Inherent Problems With Collective Security

(This is section 51 of the World Beyond War white paper A Global Security System: An Alternative to War. Continue to preceding | following section.)

dmz
DEADLOCK: U.S. President Barack Obama peers across the demilitarized zone (DMZ) during a visit to South Korea. The “binoculars” photo op has become a worn-out trope during the 60+ year military standoff on the Korean peninsula. (Photo source: White House)

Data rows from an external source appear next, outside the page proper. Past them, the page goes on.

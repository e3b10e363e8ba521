use std::collections::BTreeMap;
use std::ops::Bound;

use parking_lot::RwLock;

use crate::domain::errors::KVStoreError;
use crate::ports::outbound::{KeyValueStore, WriteBatch};

/// In-memory key-value store.
///
/// Used by tests and by ledgers configured with the memory index engine. The
/// `sync` flag is accepted and ignored.
pub struct InMemoryKVStore {
    data: RwLock<Option<BTreeMap<Vec<u8>, Vec<u8>>>>,
}

impl InMemoryKVStore {
    pub fn new() -> Self {
        Self {
            data: RwLock::new(Some(BTreeMap::new())),
        }
    }

    /// Number of live entries (0 once closed).
    pub fn len(&self) -> usize {
        self.data.read().as_ref().map_or(0, BTreeMap::len)
    }

    pub fn is_empty(&self) -> bool {
        self.len() == 0
    }
}

impl Default for InMemoryKVStore {
    fn default() -> Self {
        Self::new()
    }
}

impl KeyValueStore for InMemoryKVStore {
    fn get(&self, key: &[u8]) -> Result<Option<Vec<u8>>, KVStoreError> {
        let data = self.data.read();
        let data = data.as_ref().ok_or(KVStoreError::Closed)?;
        Ok(data.get(key).cloned())
    }

    fn put(&self, key: &[u8], value: &[u8], _sync: bool) -> Result<(), KVStoreError> {
        let mut data = self.data.write();
        let data = data.as_mut().ok_or(KVStoreError::Closed)?;
        data.insert(key.to_vec(), value.to_vec());
        Ok(())
    }

    fn atomic_batch_write(&self, batch: WriteBatch, _sync: bool) -> Result<(), KVStoreError> {
        // A single write lock makes the batch atomic for readers.
        let mut data = self.data.write();
        let data = data.as_mut().ok_or(KVStoreError::Closed)?;
        data.extend(batch);
        Ok(())
    }

    fn prefix_scan(&self, prefix: &[u8]) -> Result<Vec<(Vec<u8>, Vec<u8>)>, KVStoreError> {
        let data = self.data.read();
        let data = data.as_ref().ok_or(KVStoreError::Closed)?;
        Ok(scan(data, prefix))
    }

    fn close(&self) -> Result<(), KVStoreError> {
        self.data.write().take();
        Ok(())
    }
}

/// Ordered prefix scan over a `BTreeMap`.
pub(super) fn scan(data: &BTreeMap<Vec<u8>, Vec<u8>>, prefix: &[u8]) -> Vec<(Vec<u8>, Vec<u8>)> {
    data.range::<[u8], _>((Bound::Included(prefix), Bound::Unbounded))
        .take_while(|(k, _)| k.starts_with(prefix))
        .map(|(k, v)| (k.clone(), v.clone()))
        .collect()
}
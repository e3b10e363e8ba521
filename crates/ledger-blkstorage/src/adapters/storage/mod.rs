//! Storage Adapters
//!
//! Implementations of the `KeyValueStore` trait.

mod file;
mod memory;
#[cfg(feature = "rocksdb")]
mod rocksdb;

pub use file::FileBackedKVStore;
pub use memory::InMemoryKVStore;
#[cfg(feature = "rocksdb")]
pub use self::rocksdb::{RocksDbConfig, RocksDbStore};
//! # Provider Scenarios
//!
//! Ledger lifecycle under one storage root: idempotent open, the root lock,
//! reference counting of the shared index and close.

#[cfg(test)]
mod tests {
    use std::sync::Arc;

    use ledger_blkstorage::{
        BlockStoreApi, BlockStoreConfig, BlockStoreProvider, LockError, StorageError,
    };

    use crate::fixtures::{make_chain, provider, LEDGER};

    #[test]
    fn test_open_returns_the_same_store() {
        let dir = tempfile::tempdir().unwrap();
        let provider = provider(dir.path());

        let first = provider.open(LEDGER).unwrap();
        let second = provider.open(LEDGER).unwrap();
        assert!(Arc::ptr_eq(&first, &second));
        assert_eq!(provider.index_db().ref_count(), 1);

        first.add_block(&make_chain(1, 1)[0]).unwrap();
        assert_eq!(second.get_blockchain_info().unwrap().height, 1);
    }

    #[test]
    fn test_second_provider_on_same_root_is_locked_out() {
        let dir = tempfile::tempdir().unwrap();
        let provider = provider(dir.path());

        match BlockStoreProvider::new(BlockStoreConfig::new(dir.path())) {
            Err(StorageError::Lock(LockError::DatabaseLocked { holder_pid, .. })) => {
                assert_eq!(holder_pid, Some(std::process::id()));
            }
            Err(other) => panic!("unexpected error {other}"),
            Ok(_) => panic!("second provider acquired a held root"),
        }

        drop(provider);
        BlockStoreProvider::new(BlockStoreConfig::new(dir.path())).unwrap();
    }

    #[test]
    fn test_close_shuts_down_stores_and_index() {
        let dir = tempfile::tempdir().unwrap();
        let chain = make_chain(3, 2);
        let provider = provider(dir.path());
        let store = provider.open(LEDGER).unwrap();
        for block in &chain {
            store.add_block_no_sync(block).unwrap();
        }

        provider.close().unwrap();
        provider.close().unwrap();
        assert!(store.is_closed());
        assert!(provider.index_db().is_closed());
        assert!(matches!(
            store.add_block(&chain[0]),
            Err(StorageError::StoreClosed { .. })
        ));
        assert!(matches!(
            provider.open(LEDGER),
            Err(StorageError::ProviderClosed)
        ));
        drop(provider);

        // pending blocks were flushed by close
        let provider = crate::fixtures::provider(dir.path());
        let store = provider.open(LEDGER).unwrap();
        assert_eq!(store.get_blockchain_info().unwrap().height, 3);
        assert_eq!(store.retrieve_block_by_number(2).unwrap(), chain[2]);
    }

    #[test]
    fn test_index_stays_open_while_ledgers_reference_it() {
        let dir = tempfile::tempdir().unwrap();
        let provider = provider(dir.path());
        let left = provider.open("left").unwrap();
        let right = provider.open("right").unwrap();
        assert_eq!(provider.index_db().ref_count(), 2);

        left.shutdown().unwrap();
        assert_eq!(provider.index_db().ref_count(), 1);
        assert!(!provider.index_db().is_closed());
        right.add_block(&make_chain(1, 1)[0]).unwrap();

        // a store shut down on its own is reopened on demand
        let reopened = provider.open("left").unwrap();
        assert!(!Arc::ptr_eq(&left, &reopened));
        assert!(!reopened.is_closed());
        assert_eq!(provider.index_db().ref_count(), 2);
    }

    #[test]
    fn test_ledger_ids_are_validated() {
        let dir = tempfile::tempdir().unwrap();
        let provider = provider(dir.path());
        for bad in ["", "Upper", "../escape", "9lives", "with space"] {
            assert!(
                matches!(provider.open(bad), Err(StorageError::InvalidLedgerId { .. })),
                "{bad:?}"
            );
        }
        assert!(provider.list().unwrap().is_empty());
    }

    #[test]
    fn test_list_and_exists() {
        let dir = tempfile::tempdir().unwrap();
        let provider = provider(dir.path());
        provider.open("beta").unwrap();
        provider.open("alpha.1").unwrap();

        assert_eq!(provider.list().unwrap(), vec!["alpha.1", "beta"]);
        assert!(provider.exists("beta").unwrap());
        assert!(!provider.exists("gamma").unwrap());
    }
}
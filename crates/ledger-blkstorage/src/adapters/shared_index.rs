//! # Shared Index Handle
//!
//! One key-value engine serves every ledger of a provider. Each open ledger
//! holds an [`IndexDbHandle`] that confines it to its own key namespace and
//! counts as one reference on the shared database.
//!
//! The engine is closed either explicitly ([`SharedIndexDb::close`], after
//! which every handle reports `IndexUnavailable`) or once the last handle is
//! released after [`SharedIndexDb::close_when_unreferenced`] was requested.

use std::sync::Arc;

use parking_lot::{Mutex, RwLock};

use crate::domain::errors::StorageError;
use crate::domain::keys::ledger_namespace;
use crate::ports::outbound::{KeyValueStore, WriteBatch};

#[derive(Debug, Default)]
struct RefState {
    refs: usize,
    close_requested: bool,
}

/// Reference-counted owner of the index engine.
pub struct SharedIndexDb {
    store: RwLock<Option<Arc<dyn KeyValueStore>>>,
    state: Mutex<RefState>,
}

impl SharedIndexDb {
    pub fn new(store: Arc<dyn KeyValueStore>) -> Arc<Self> {
        Arc::new(Self {
            store: RwLock::new(Some(store)),
            state: Mutex::new(RefState::default()),
        })
    }

    /// Take a reference scoped to `ledger_id`'s namespace.
    pub fn handle(self: &Arc<Self>, ledger_id: &str) -> Result<IndexDbHandle, StorageError> {
        let mut state = self.state.lock();
        if state.close_requested || self.store.read().is_none() {
            return Err(StorageError::IndexUnavailable);
        }
        state.refs += 1;
        Ok(IndexDbHandle {
            db: Arc::clone(self),
            namespace: ledger_namespace(ledger_id),
            released: Mutex::new(false),
        })
    }

    /// Number of live handles.
    pub fn ref_count(&self) -> usize {
        self.state.lock().refs
    }

    pub fn is_closed(&self) -> bool {
        self.store.read().is_none()
    }

    /// Close the engine now, regardless of outstanding handles.
    pub fn close(&self) -> Result<(), StorageError> {
        let mut state = self.state.lock();
        state.close_requested = true;
        self.close_engine()
    }

    /// Close the engine once no handle references it.
    ///
    /// Returns `true` when the engine was closed by this call.
    pub fn close_when_unreferenced(&self) -> Result<bool, StorageError> {
        let mut state = self.state.lock();
        state.close_requested = true;
        if state.refs == 0 {
            self.close_engine()?;
            Ok(true)
        } else {
            tracing::debug!(refs = state.refs, "index close deferred until last handle is released");
            Ok(false)
        }
    }

    fn release(&self) -> Result<(), StorageError> {
        let mut state = self.state.lock();
        state.refs = state.refs.saturating_sub(1);
        if state.refs == 0 && state.close_requested {
            self.close_engine()?;
        }
        Ok(())
    }

    /// Caller holds `state`.
    fn close_engine(&self) -> Result<(), StorageError> {
        let store = self.store.write().take();
        if let Some(store) = store {
            store.close()?;
            tracing::info!("shared index closed");
        }
        Ok(())
    }

    fn store(&self) -> Result<Arc<dyn KeyValueStore>, StorageError> {
        self.store
            .read()
            .as_ref()
            .map(Arc::clone)
            .ok_or(StorageError::IndexUnavailable)
    }
}

/// One ledger's view of the shared index.
///
/// Keys passed in and returned are relative to the ledger namespace.
pub struct IndexDbHandle {
    db: Arc<SharedIndexDb>,
    namespace: Vec<u8>,
    released: Mutex<bool>,
}

impl IndexDbHandle {
    fn full_key(&self, key: &[u8]) -> Vec<u8> {
        let mut full = Vec::with_capacity(self.namespace.len() + key.len());
        full.extend_from_slice(&self.namespace);
        full.extend_from_slice(key);
        full
    }

    fn store(&self) -> Result<Arc<dyn KeyValueStore>, StorageError> {
        if *self.released.lock() {
            return Err(StorageError::IndexUnavailable);
        }
        self.db.store()
    }

    pub fn get(&self, key: &[u8]) -> Result<Option<Vec<u8>>, StorageError> {
        Ok(self.store()?.get(&self.full_key(key))?)
    }

    pub fn exists(&self, key: &[u8]) -> Result<bool, StorageError> {
        Ok(self.store()?.exists(&self.full_key(key))?)
    }

    pub fn put(&self, key: &[u8], value: &[u8], sync: bool) -> Result<(), StorageError> {
        Ok(self.store()?.put(&self.full_key(key), value, sync)?)
    }

    pub fn write_batch(&self, batch: WriteBatch, sync: bool) -> Result<(), StorageError> {
        let store = self.store()?;
        let batch = batch.map_keys(|key| self.full_key(&key));
        Ok(store.atomic_batch_write(batch, sync)?)
    }

    /// Entries under `prefix`, ascending, with the namespace stripped.
    pub fn prefix_scan(&self, prefix: &[u8]) -> Result<Vec<(Vec<u8>, Vec<u8>)>, StorageError> {
        let ns_len = self.namespace.len();
        let entries = self.store()?.prefix_scan(&self.full_key(prefix))?;
        Ok(entries
            .into_iter()
            .map(|(mut key, value)| {
                key.drain(..ns_len);
                (key, value)
            })
            .collect())
    }

    /// Give back this handle's reference. Later calls fail with
    /// `IndexUnavailable`; releasing twice is a no-op.
    pub fn release(&self) -> Result<(), StorageError> {
        let mut released = self.released.lock();
        if *released {
            return Ok(());
        }
        *released = true;
        self.db.release()
    }
}

impl Drop for IndexDbHandle {
    fn drop(&mut self) {
        if let Err(e) = self.release() {
            tracing::warn!(error = %e, "failed to release index handle");
        }
    }
}
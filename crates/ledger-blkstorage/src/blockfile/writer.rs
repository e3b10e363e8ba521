use std::fs::{File, OpenOptions};
use std::io::Write;
use std::path::{Path, PathBuf};

use ledger_types::wire::put_uvarint;

use super::{block_file_path, sync_dir, SyncMode};
use crate::domain::entities::Location;
use crate::domain::errors::StorageError;

/// Sequential writer over a ledger's rolling block files.
///
/// Owned by the store's write lock; never shared.
pub struct BlockFileWriter {
    dir: PathBuf,
    file_id: u32,
    file: File,
    size: u64,
    max_size: u64,
    unsynced: bool,
}

impl BlockFileWriter {
    /// Open file `file_id` for appending at `size`.
    ///
    /// Bytes past `size` are discarded; recovery has already established that
    /// nothing committed lives there.
    pub fn open(dir: &Path, file_id: u32, size: u64, max_size: u64) -> Result<Self, StorageError> {
        let path = block_file_path(dir, file_id);
        let file = open_for_append(&path)?;
        let current = file.metadata().map_err(StorageError::io(&path))?.len();
        if current != size {
            file.set_len(size).map_err(StorageError::io(&path))?;
            file.sync_all().map_err(StorageError::io(&path))?;
        }
        Ok(Self {
            dir: dir.to_path_buf(),
            file_id,
            file,
            size,
            max_size,
            unsynced: false,
        })
    }

    pub fn file_id(&self) -> u32 {
        self.file_id
    }

    /// Bytes written to the current file, synced or not.
    pub fn size(&self) -> u64 {
        self.size
    }

    #[cfg(test)]
    pub(crate) fn has_unsynced(&self) -> bool {
        self.unsynced
    }

    /// Append one block record and return the location of its block bytes.
    ///
    /// Rolls over to a new file first when the record would push a non-empty
    /// file past the size limit. On a failed write the partial record is cut
    /// off again.
    pub fn append(&mut self, block_bytes: &[u8], mode: SyncMode) -> Result<Location, StorageError> {
        let length = u32::try_from(block_bytes.len()).map_err(|_| StorageError::Serialization {
            message: format!(
                "block of {} bytes exceeds the record size limit",
                block_bytes.len()
            ),
        })?;

        let mut record = Vec::with_capacity(block_bytes.len() + 14);
        put_uvarint(&mut record, u64::from(length));
        let header_len = record.len() as u64;
        record.extend_from_slice(block_bytes);
        record.extend_from_slice(&crc32fast::hash(block_bytes).to_le_bytes());

        if self.size > 0 && self.size + record.len() as u64 > self.max_size {
            self.roll_over()?;
        }

        let path = self.path();
        if let Err(e) = self.file.write_all(&record) {
            if let Err(trunc) = self.file.set_len(self.size) {
                tracing::error!(path = %path.display(), error = %trunc, "failed to cut off partial record");
            }
            return Err(StorageError::Io { path, source: e });
        }

        let location = Location::new(self.file_id, self.size + header_len, length);
        self.size += record.len() as u64;
        self.unsynced = true;

        if mode == SyncMode::Sync {
            self.flush()?;
        }
        Ok(location)
    }

    /// Force everything written to the current file to stable storage.
    pub fn flush(&mut self) -> Result<(), StorageError> {
        if self.unsynced {
            self.file.sync_data().map_err(StorageError::io(self.path()))?;
            self.unsynced = false;
        }
        Ok(())
    }

    /// Seal the current file and continue in the next one.
    fn roll_over(&mut self) -> Result<(), StorageError> {
        self.flush()?;

        let next_id = self.file_id + 1;
        let path = block_file_path(&self.dir, next_id);
        let file = open_for_append(&path)?;
        // A leftover file past the checkpoint holds nothing committed.
        file.set_len(0).map_err(StorageError::io(&path))?;
        sync_dir(&self.dir)?;

        tracing::info!(
            sealed_file = self.file_id,
            sealed_size = self.size,
            next_file = next_id,
            "rolled over to a new block file"
        );
        self.file = file;
        self.file_id = next_id;
        self.size = 0;
        Ok(())
    }

    fn path(&self) -> PathBuf {
        block_file_path(&self.dir, self.file_id)
    }
}

fn open_for_append(path: &Path) -> Result<File, StorageError> {
    OpenOptions::new()
        .create(true)
        .append(true)
        .open(path)
        .map_err(StorageError::io(path))
}
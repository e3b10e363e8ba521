//! # Adapters Module
//!
//! Concrete implementations behind the ports.
//!
//! ## Modules
//!
//! - `storage`: `KeyValueStore` engines for the index
//! - `shared_index`: the ref-counted index handle shared by every ledger
//! - `lock`: process lock on the storage root

pub mod lock;
pub mod shared_index;
pub mod storage;

pub use lock::DatabaseLock;
pub use shared_index::{IndexDbHandle, SharedIndexDb};
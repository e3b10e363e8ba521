use std::path::Path;

use super::reader::{RecordRead, RecordReader};
use crate::domain::codec::extract_block_info;
use crate::domain::entities::{Location, SerializedBlockInfo};
use crate::domain::errors::StorageError;

/// Result of scanning one block file.
#[derive(Debug, Clone, PartialEq, Eq)]
pub struct ScanOutcome {
    /// Offset just past the last complete record.
    pub end_offset: u64,
    /// Complete records seen.
    pub blocks: u64,
    /// Where the tail went bad, if the file does not end on a record boundary.
    pub torn_at: Option<(u64, &'static str)>,
}

impl ScanOutcome {
    pub fn is_torn(&self) -> bool {
        self.torn_at.is_some()
    }
}

/// Walk the records of block file `file_id` from `offset` to the end.
///
/// `on_block` sees every complete record in order and may reject it. An
/// incomplete or checksum-failing record ends the scan and is reported in
/// `torn_at`. A record with a valid checksum that does not decode is an error:
/// those bytes were written whole and cannot be explained by a crash.
pub fn scan_file(
    dir: &Path,
    file_id: u32,
    offset: u64,
    mut on_block: impl FnMut(Location, &SerializedBlockInfo) -> Result<(), StorageError>,
) -> Result<ScanOutcome, StorageError> {
    let mut reader = RecordReader::open(dir, file_id, offset)?;
    let mut blocks = 0;

    loop {
        match reader.next_record()? {
            RecordRead::Record { location, bytes } => {
                let info = extract_block_info(&bytes)
                    .map_err(|source| StorageError::BlockDecode { location, source })?;
                on_block(location, &info)?;
                blocks += 1;
            }
            RecordRead::End => {
                return Ok(ScanOutcome {
                    end_offset: reader.position(),
                    blocks,
                    torn_at: None,
                })
            }
            RecordRead::Torn { offset, reason } => {
                return Ok(ScanOutcome {
                    end_offset: reader.position(),
                    blocks,
                    torn_at: Some((offset, reason)),
                })
            }
        }
    }
}
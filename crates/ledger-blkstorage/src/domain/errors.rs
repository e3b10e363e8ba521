//! # Domain Errors
//!
//! Error types for the block storage subsystem.
//!
//! Every public operation returns [`StorageError`]. Callers that need to react
//! differently to the failure kinds use the classification helpers:
//!
//! | Kind | Helper | Caller action |
//! |------|--------|---------------|
//! | Sequencing | `is_sequencing()` | resubmit the correct next block |
//! | Not found | `is_not_found()` | the entry never existed |
//! | Corruption | `is_corruption()` | the entry exists but is damaged |
//! | I/O | `is_io()` | the operation failed; a writer may need a reopen |

use std::path::PathBuf;

use ledger_types::WireError;
use thiserror::Error;

use crate::domain::entities::Location;

/// Errors raised while decoding block bytes.
#[derive(Debug, Clone, PartialEq, Eq, Error)]
pub enum CodecError {
    /// A section of the block could not be read.
    #[error("malformed block {section}: {source}")]
    Malformed {
        section: &'static str,
        #[source]
        source: WireError,
    },

    /// Bytes remained after the metadata section.
    #[error("{count} trailing bytes after block metadata")]
    TrailingBytes { count: usize },

    /// A metadata entry name was not UTF-8.
    #[error("metadata entry {index} has a non UTF-8 name")]
    InvalidMetadataName { index: u64 },
}

impl CodecError {
    pub(crate) fn malformed(section: &'static str) -> impl FnOnce(WireError) -> CodecError {
        move |source| CodecError::Malformed { section, source }
    }
}

/// Key-value store errors.
#[derive(Debug, Clone, PartialEq, Eq, Error)]
pub enum KVStoreError {
    /// I/O error during read/write.
    #[error("KV store I/O error: {message}")]
    IOError { message: String },

    /// Data corruption in the store.
    #[error("KV store corruption: {message}")]
    CorruptionError { message: String },

    /// The store has been closed.
    #[error("KV store is closed")]
    Closed,
}

/// Errors raised while taking the storage root lock.
#[derive(Debug, Error)]
pub enum LockError {
    /// Another process holds the lock.
    #[error(
        "database locked: {} is held by another process{}",
        path.display(),
        holder_suffix(*holder_pid)
    )]
    DatabaseLocked {
        path: PathBuf,
        holder_pid: Option<u32>,
    },

    /// The lock file could not be created or written.
    #[error("lock file {}: {source}", path.display())]
    Io {
        path: PathBuf,
        #[source]
        source: std::io::Error,
    },
}

fn holder_suffix(pid: Option<u32>) -> String {
    pid.map(|pid| format!(" (pid {pid})")).unwrap_or_default()
}

/// Errors that can occur during storage operations.
#[derive(Debug, Error)]
pub enum StorageError {
    /// The block does not carry the next expected number.
    #[error("unexpected block number: expected {expected}, got {got}")]
    UnexpectedBlockNumber { expected: u64, got: u64 },

    /// The block does not chain onto the current tip.
    #[error(
        "previous hash of block {number} is {}, expected {}",
        hex::encode(actual),
        hex::encode(expected)
    )]
    PreviousHashMismatch {
        number: u64,
        expected: Vec<u8>,
        actual: Vec<u8>,
    },

    /// No block exists with this number.
    #[error("no block with number {number}")]
    BlockNumberNotFound { number: u64 },

    /// No block exists with this hash.
    #[error("no block with hash {}", hex::encode(hash))]
    BlockHashNotFound { hash: Vec<u8> },

    /// No transaction exists with this id.
    #[error("no transaction with id {tx_id:?}")]
    TxNotFound { tx_id: String },

    /// The block exists but has fewer transactions.
    #[error("no transaction {tx_num} in block {block_num}")]
    TxNumberNotFound { block_num: u64, tx_num: u64 },

    /// Stored block bytes did not decode.
    #[error("failed to decode block at {location}: {source}")]
    BlockDecode {
        location: Location,
        #[source]
        source: CodecError,
    },

    /// An index value did not decode as the structure its key implies.
    #[error(
        "corrupt index value under key {}: {message} (raw value {})",
        hex::encode(key),
        hex::encode(value)
    )]
    CorruptIndexValue {
        key: Vec<u8>,
        value: Vec<u8>,
        message: String,
    },

    /// A stored record failed its checksum.
    #[error("checksum mismatch for record at {location}: stored {stored:#010x}, computed {computed:#010x}")]
    ChecksumMismatch {
        location: Location,
        stored: u32,
        computed: u32,
    },

    /// An index entry points past the end of its block file.
    #[error("record at {location} extends past the end of the file ({file_len} bytes)")]
    RecordOutOfBounds { location: Location, file_len: u64 },

    /// A block file holds an incomplete or damaged record where a complete
    /// one is required.
    #[error("torn record in {} at offset {offset}: {reason}", path.display())]
    TornRecord {
        path: PathBuf,
        offset: u64,
        reason: &'static str,
    },

    /// The shared index handle has been closed.
    #[error("index unavailable: the index database has been closed")]
    IndexUnavailable,

    /// The index engine reported an error.
    #[error("index database error: {0}")]
    Database(KVStoreError),

    /// Filesystem error on a block file or directory.
    #[error("I/O error on {}: {source}", path.display())]
    Io {
        path: PathBuf,
        #[source]
        source: std::io::Error,
    },

    /// An earlier write failure left the writer unusable.
    #[error("writer for ledger {ledger_id} failed earlier; reopen the ledger to recover")]
    WriterFailed { ledger_id: String },

    /// Recovery on open could not reconcile files and index.
    #[error("recovery of ledger {ledger_id} failed: {message}")]
    RecoveryFailed { ledger_id: String, message: String },

    /// The store has been shut down.
    #[error("block store for ledger {ledger_id} is shut down")]
    StoreClosed { ledger_id: String },

    /// The provider has been closed.
    #[error("block store provider is closed")]
    ProviderClosed,

    /// The ledger id cannot name a ledger directory.
    #[error("invalid ledger id {ledger_id:?}: {reason}")]
    InvalidLedgerId {
        ledger_id: String,
        reason: &'static str,
    },

    /// A configuration value could not be parsed.
    #[error("invalid configuration value {value:?} for {key}")]
    InvalidConfig { key: &'static str, value: String },

    /// An index value could not be encoded.
    #[error("serialization error: {message}")]
    Serialization { message: String },

    /// The storage root lock could not be taken.
    #[error(transparent)]
    Lock(#[from] LockError),
}

impl From<KVStoreError> for StorageError {
    fn from(err: KVStoreError) -> Self {
        match err {
            KVStoreError::Closed => StorageError::IndexUnavailable,
            other => StorageError::Database(other),
        }
    }
}

impl StorageError {
    pub(crate) fn io(path: impl Into<PathBuf>) -> impl FnOnce(std::io::Error) -> StorageError {
        let path = path.into();
        move |source| StorageError::Io { path, source }
    }

    /// The call was rejected because of block ordering; store state is unchanged.
    pub fn is_sequencing(&self) -> bool {
        matches!(
            self,
            StorageError::UnexpectedBlockNumber { .. } | StorageError::PreviousHashMismatch { .. }
        )
    }

    /// The requested entry does not exist.
    pub fn is_not_found(&self) -> bool {
        matches!(
            self,
            StorageError::BlockNumberNotFound { .. }
                | StorageError::BlockHashNotFound { .. }
                | StorageError::TxNotFound { .. }
                | StorageError::TxNumberNotFound { .. }
        )
    }

    /// The requested entry exists but its stored form is damaged.
    pub fn is_corruption(&self) -> bool {
        matches!(
            self,
            StorageError::BlockDecode { .. }
                | StorageError::CorruptIndexValue { .. }
                | StorageError::ChecksumMismatch { .. }
                | StorageError::RecordOutOfBounds { .. }
                | StorageError::TornRecord { .. }
                | StorageError::Database(KVStoreError::CorruptionError { .. })
        )
    }

    /// The underlying storage failed or is no longer available.
    pub fn is_io(&self) -> bool {
        matches!(
            self,
            StorageError::Io { .. }
                | StorageError::IndexUnavailable
                | StorageError::Database(KVStoreError::IOError { .. })
                | StorageError::WriterFailed { .. }
        )
    }
}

The United Nations is based on the principle of collective security, that is, when a nation threatens or initiates aggression, the other nations will bring to bear preponderant force acting as a deterrent, or as a very early remedy for an invasion by defeating the aggressor on the battlefield. This is, of course, a militarized solution, threatening or carrying out a larger war to deter or prevent a smaller war. The one principal example – the Korean War – was a failure. The war dragged on for years and the border remains heavily militarized. In fact, the war has never been formally terminated. Collective security is simply a tweaking of the existing system of using violence to attempt to counter violence. It actually requires a militarized world so that the world body has armies it can call on. Moreover, while the UN is theoretically based on this system, it is not designed to execute it, since it has no duty to do so in the event of conflicts. It has only an opportunity to act and that is severely enervated by the Security Council veto. Five privileged member states can, and very often have, exercised their own national aims rather than agreed to cooperate for the common good. This partially explains why the UN has failed to stop so many wars since its founding. This, along with its other weaknesses, explains why some people think humanity needs to start over with a far more democratic institution that has the power to enact and enforce statutory law and bring about peaceful resolution of conflicts.